A convicted rapist confessed in January that he alone raped the woman, and DNA evidence tied him to the crime; more DNA testing ruled out hairs used in the trial to link some of the five to the crime.

Nationally, overturning convictions often hinges on new DNA evidence. In August, a judge threw out the conviction of a Detroit man who spent 17 years in prison for raping and murdering a teenage girl; he had confessed. Last December in Chicago, three men were freed after serving more than a decade in prison for rape and murder; one had confessed.

But how could someone falsely confess to a crime? Geoff Alpert, a University of South Carolina criminal justice professor, said the old days of police "browbeating" confessions out of suspects are largely gone -- thanks to courts and new police policies -- but some coercion is still allowed.

"There's a fine line between legal coercion and illegal coercion," Alpert said. "The good cop-bad cop routine, that's totally legal and appropriate."

Professor Jim Cohen, who heads the Fordham University School of Law clinical program, described the possible police mindset in the Central Park case as officers connecting some teens who made them suspicious with a crime that left the victim comatose for a dozen days.

"These guys (the defendant youths) weren't sitting in a church; you knew they were up to no good," he said. "And certainly the condition this young woman was in suggested more than one person.
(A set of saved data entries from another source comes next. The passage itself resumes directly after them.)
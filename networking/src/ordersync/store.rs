use std::collections::{BTreeMap, HashMap, VecDeque};
use std::ops::Bound;
use std::sync::Arc;
use std::time::{Duration, SystemTime, UNIX_EPOCH};

use async_trait::async_trait;
use chain::ChainId;
use containers::{
    AcceptedOrderInfo, GetOrdersResponse, OrderEvent, OrderEventEndState, OrderHash, OrderInfo,
    RejectedOrderInfo, RejectedOrderKind, RejectedOrderStatus, SignedOrder, U256,
    ValidationResults,
};
use order_filter::OrderFilter;
use parking_lot::Mutex;
use thiserror::Error;
use tokio::time::Instant;
use tracing::{debug, info, warn};

use super::config::{MAX_REMOVED_ORDERS, MAX_SNAPSHOTS, REMOVED_ORDER_TTL_SECS, SNAPSHOT_TTL_SECS};
use super::events::OrderEventFeed;

#[derive(Debug, Clone, PartialEq, Eq, Error)]
pub enum StoreError {
    #[error("{0} is not a removal transition")]
    NotARemoval(OrderEventEndState),

    #[error("order store unavailable: {0}")]
    Unavailable(String),
}

/// Atomic accept/reject boundary for incoming orders.
///
/// Must be safe to call from many sessions at once; offering an order that
/// is already stored is accepted again without creating a second record.
#[async_trait]
pub trait OrderValidator: Send + Sync {
    async fn validate_and_store_valid_orders(
        &self,
        orders: Vec<SignedOrder>,
        pinned: bool,
        chain_id: ChainId,
    ) -> Result<ValidationResults, StoreError>;
}

/// Read side of the order store, ordered by order hash.
#[async_trait]
pub trait OrderQuery: Send + Sync {
    /// Offset page `page` of the snapshot named `snapshot_id`. An unknown or
    /// expired id starts a fresh snapshot.
    async fn get_orders(
        &self,
        page: u64,
        limit: usize,
        snapshot_id: Option<&str>,
    ) -> Result<GetOrdersResponse, StoreError>;

    /// Up to `limit` orders whose hash is strictly greater than `min_order_hash`.
    async fn get_orders_after(
        &self,
        min_order_hash: Option<OrderHash>,
        limit: usize,
    ) -> Result<Vec<OrderInfo>, StoreError>;
}

#[derive(Debug, Clone)]
struct StoredOrder {
    signed_order: SignedOrder,
    fillable_taker_asset_amount: U256,
    pinned: bool,
}

impl StoredOrder {
    fn info(&self, order_hash: OrderHash) -> OrderInfo {
        OrderInfo {
            order_hash,
            signed_order: self.signed_order.clone(),
            fillable_taker_asset_amount: self.fillable_taker_asset_amount,
        }
    }
}

#[derive(Debug)]
struct Snapshot {
    created_at: Instant,
    timestamp_ms: u64,
    orders: Arc<Vec<OrderInfo>>,
}

#[derive(Debug, Default)]
struct StoreInner {
    orders: BTreeMap<OrderHash, StoredOrder>,
    /// Orders that left the fillable set and may not be re-added while
    /// remembered. `removal_queue` holds the same hashes oldest first.
    removed: HashMap<OrderHash, OrderEventEndState>,
    removal_queue: VecDeque<(Instant, OrderHash)>,
    snapshots: HashMap<String, Snapshot>,
}

impl StoreInner {
    fn remember_removal(&mut self, order_hash: OrderHash, end_state: OrderEventEndState, now: Instant) {
        if self.removed.insert(order_hash, end_state).is_none() {
            self.removal_queue.push_back((now, order_hash));
        }
    }

    /// Forgets removals older than `ttl`, then the oldest beyond `capacity`.
    fn prune_removals(&mut self, now: Instant, ttl: Duration, capacity: usize) {
        while let Some((removed_at, order_hash)) = self.removal_queue.front().copied() {
            if now.duration_since(removed_at) < ttl && self.removal_queue.len() <= capacity {
                break;
            }
            self.removal_queue.pop_front();
            self.removed.remove(&order_hash);
        }
    }
}

/// In-memory order store used by the node and by tests.
///
/// All mutations happen under one lock, which gives per-hash mutual
/// exclusion across concurrent sessions.
pub struct MemoryOrderStore {
    chain_id: ChainId,
    max_orders: usize,
    filter: OrderFilter,
    snapshot_ttl: Duration,
    removed_ttl: Duration,
    max_removed: usize,
    events: OrderEventFeed,
    inner: Mutex<StoreInner>,
}

impl MemoryOrderStore {
    pub fn new(chain_id: ChainId, max_orders: usize, filter: OrderFilter) -> Self {
        Self {
            chain_id,
            max_orders,
            filter,
            snapshot_ttl: Duration::from_secs(SNAPSHOT_TTL_SECS),
            removed_ttl: Duration::from_secs(REMOVED_ORDER_TTL_SECS),
            max_removed: MAX_REMOVED_ORDERS,
            events: OrderEventFeed::new(),
            inner: Mutex::new(StoreInner::default()),
        }
    }

    pub fn with_snapshot_ttl(mut self, ttl: Duration) -> Self {
        self.snapshot_ttl = ttl;
        self
    }

    /// How long, and how many, removed hashes are refused re-entry.
    pub fn with_removal_memory(mut self, ttl: Duration, capacity: usize) -> Self {
        self.removed_ttl = ttl;
        self.max_removed = capacity;
        self
    }

    /// Removed hashes still refused re-entry.
    pub fn removed_len(&self) -> usize {
        let mut inner = self.inner.lock();
        inner.prune_removals(Instant::now(), self.removed_ttl, self.max_removed);
        inner.removed.len()
    }

    pub fn with_event_feed(mut self, events: OrderEventFeed) -> Self {
        self.events = events;
        self
    }

    pub fn chain_id(&self) -> ChainId {
        self.chain_id
    }

    pub fn events(&self) -> &OrderEventFeed {
        &self.events
    }

    pub fn filter(&self) -> &OrderFilter {
        &self.filter
    }

    pub fn len(&self) -> usize {
        self.inner.lock().orders.len()
    }

    pub fn is_empty(&self) -> bool {
        self.len() == 0
    }

    pub fn contains(&self, order_hash: &OrderHash) -> bool {
        self.inner.lock().orders.contains_key(order_hash)
    }

    pub fn is_pinned(&self, order_hash: &OrderHash) -> Option<bool> {
        self.inner.lock().orders.get(order_hash).map(|o| o.pinned)
    }

    pub fn all_orders(&self) -> Vec<OrderInfo> {
        self.inner
            .lock()
            .orders
            .iter()
            .map(|(hash, order)| order.info(*hash))
            .collect()
    }

    /// Moves stored orders out of the fillable set and announces it.
    pub fn remove_orders(
        &self,
        order_hashes: &[OrderHash],
        end_state: OrderEventEndState,
    ) -> Result<Vec<OrderEvent>, StoreError> {
        if !end_state.is_removal() {
            return Err(StoreError::NotARemoval(end_state));
        }

        let timestamp_ms = now_ms();
        let now = Instant::now();
        let mut inner = self.inner.lock();
        inner.prune_removals(now, self.removed_ttl, self.max_removed);

        let events: Vec<OrderEvent> = order_hashes
            .iter()
            .filter_map(|hash| {
                let stored = inner.orders.remove(hash)?;
                inner.remember_removal(*hash, end_state, now);
                Some(OrderEvent::new(
                    *hash,
                    stored.signed_order,
                    end_state,
                    timestamp_ms,
                ))
            })
            .collect();
        inner.prune_removals(now, self.removed_ttl, self.max_removed);

        if !events.is_empty() {
            info!(num_orders = events.len(), %end_state, "Removed orders");
        }
        // Published under the store lock so batches reach subscribers in
        // the order the store applied them.
        self.events.publish(events.clone());
        Ok(events)
    }

    fn check(&self, order: &SignedOrder, chain_id: ChainId, now_secs: u64) -> Option<RejectedOrderStatus> {
        if order.order.chain_id != chain_id.get() {
            return Some(RejectedOrderStatus::incorrect_chain_id());
        }
        if order.order.has_zero_amount() {
            return Some(RejectedOrderStatus::invalid_amounts());
        }
        if order.signature.is_empty() {
            return Some(RejectedOrderStatus::invalid_signature());
        }
        if order.order.is_expired_at(now_secs) {
            return Some(RejectedOrderStatus::expired());
        }
        match self.filter.match_order(order) {
            Ok(true) => None,
            Ok(false) => Some(RejectedOrderStatus::does_not_match_filter()),
            Err(err) => {
                warn!(%err, "Order filter evaluation failed, treating order as non-matching");
                Some(RejectedOrderStatus::does_not_match_filter())
            }
        }
    }

    fn take_snapshot(inner: &mut StoreInner, now: Instant) -> (String, u64, Arc<Vec<OrderInfo>>) {
        if inner.snapshots.len() >= MAX_SNAPSHOTS {
            let oldest = inner
                .snapshots
                .iter()
                .min_by_key(|(_, snapshot)| snapshot.created_at)
                .map(|(id, _)| id.clone());
            if let Some(oldest) = oldest {
                inner.snapshots.remove(&oldest);
            }
        }

        let id = format!("{:016x}", rand::random::<u64>());
        let timestamp_ms = now_ms();
        let orders: Arc<Vec<OrderInfo>> = Arc::new(
            inner
                .orders
                .iter()
                .map(|(hash, order)| order.info(*hash))
                .collect(),
        );
        inner.snapshots.insert(
            id.clone(),
            Snapshot {
                created_at: now,
                timestamp_ms,
                orders: orders.clone(),
            },
        );
        debug!(snapshot_id = %id, num_orders = orders.len(), "Created order snapshot");
        (id, timestamp_ms, orders)
    }
}

#[async_trait]
impl OrderValidator for MemoryOrderStore {
    async fn validate_and_store_valid_orders(
        &self,
        orders: Vec<SignedOrder>,
        pinned: bool,
        chain_id: ChainId,
    ) -> Result<ValidationResults, StoreError> {
        let timestamp_ms = now_ms();
        let now_secs = timestamp_ms / 1000;
        let mut results = ValidationResults::default();
        let mut events = Vec::new();

        {
            let mut inner = self.inner.lock();
            inner.prune_removals(Instant::now(), self.removed_ttl, self.max_removed);
            for signed_order in orders {
                let order_hash = signed_order.compute_order_hash();

                if let Some(stored) = inner.orders.get_mut(&order_hash) {
                    stored.pinned |= pinned;
                    results.accepted.push(AcceptedOrderInfo {
                        order_hash,
                        signed_order,
                        fillable_taker_asset_amount: stored.fillable_taker_asset_amount,
                        is_new: false,
                    });
                    continue;
                }

                let rejection = if inner.removed.contains_key(&order_hash) {
                    Some((
                        RejectedOrderKind::ZeroexValidation,
                        RejectedOrderStatus::already_stored_and_unfillable(),
                    ))
                } else if let Some(status) = self.check(&signed_order, chain_id, now_secs) {
                    Some((RejectedOrderKind::MeshValidation, status))
                } else if inner.orders.len() >= self.max_orders {
                    Some((
                        RejectedOrderKind::MeshValidation,
                        RejectedOrderStatus::database_full(),
                    ))
                } else {
                    None
                };

                if let Some((kind, status)) = rejection {
                    events.push(OrderEvent::new(
                        order_hash,
                        signed_order.clone(),
                        OrderEventEndState::Rejected,
                        timestamp_ms,
                    ));
                    results.rejected.push(RejectedOrderInfo {
                        order_hash,
                        signed_order,
                        kind,
                        status,
                    });
                    continue;
                }

                let fillable_taker_asset_amount = signed_order.order.taker_asset_amount;
                inner.orders.insert(
                    order_hash,
                    StoredOrder {
                        signed_order: signed_order.clone(),
                        fillable_taker_asset_amount,
                        pinned,
                    },
                );
                events.push(OrderEvent::new(
                    order_hash,
                    signed_order.clone(),
                    OrderEventEndState::Added,
                    timestamp_ms,
                ));
                results.accepted.push(AcceptedOrderInfo {
                    order_hash,
                    signed_order,
                    fillable_taker_asset_amount,
                    is_new: true,
                });
            }

            // Same ordering rule as `remove_orders`.
            self.events.publish(events);
        }

        debug!(
            accepted = results.accepted.len(),
            new = results.newly_added().count(),
            rejected = results.rejected.len(),
            "Validated orders"
        );
        Ok(results)
    }
}

#[async_trait]
impl OrderQuery for MemoryOrderStore {
    async fn get_orders(
        &self,
        page: u64,
        limit: usize,
        snapshot_id: Option<&str>,
    ) -> Result<GetOrdersResponse, StoreError> {
        let now = Instant::now();
        let mut inner = self.inner.lock();

        let ttl = self.snapshot_ttl;
        inner
            .snapshots
            .retain(|_, snapshot| now.duration_since(snapshot.created_at) < ttl);

        let existing = snapshot_id.and_then(|id| {
            inner
                .snapshots
                .get(id)
                .map(|snapshot| (id.to_string(), snapshot.timestamp_ms, snapshot.orders.clone()))
        });
        let (snapshot_id, snapshot_timestamp_ms, orders) = match existing {
            Some(existing) => existing,
            None => {
                if let Some(stale) = snapshot_id {
                    debug!(snapshot_id = stale, page, "Snapshot expired or unknown, starting a new one");
                }
                Self::take_snapshot(&mut inner, now)
            }
        };

        let start = usize::try_from(page)
            .ok()
            .and_then(|page| page.checked_mul(limit))
            .unwrap_or(usize::MAX);
        let orders_infos = orders.iter().skip(start).take(limit).cloned().collect();

        Ok(GetOrdersResponse {
            snapshot_id,
            snapshot_timestamp_ms,
            orders_infos,
        })
    }

    async fn get_orders_after(
        &self,
        min_order_hash: Option<OrderHash>,
        limit: usize,
    ) -> Result<Vec<OrderInfo>, StoreError> {
        let inner = self.inner.lock();
        let lower = match min_order_hash {
            Some(hash) => Bound::Excluded(hash),
            None => Bound::Unbounded,
        };
        Ok(inner
            .orders
            .range((lower, Bound::Unbounded))
            .take(limit)
            .map(|(hash, order)| order.info(*hash))
            .collect())
    }
}

pub(crate) fn now_ms() -> u64 {
    SystemTime::now()
        .duration_since(UNIX_EPOCH)
        .map(|elapsed| elapsed.as_millis() as u64)
        .unwrap_or_default()
}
Now, you just need to find some proof."

Professors and defense lawyers say the best way to protect against inappropriate or illegal interrogations is to videotape them from start to finish.

Many police and prosecutors nationally defend police interrogation techniques and are skeptical when confessions are recanted. They said the overwhelming majority of suspects who confess are guilty, despite their age, and investigators always seek corroborating evidence.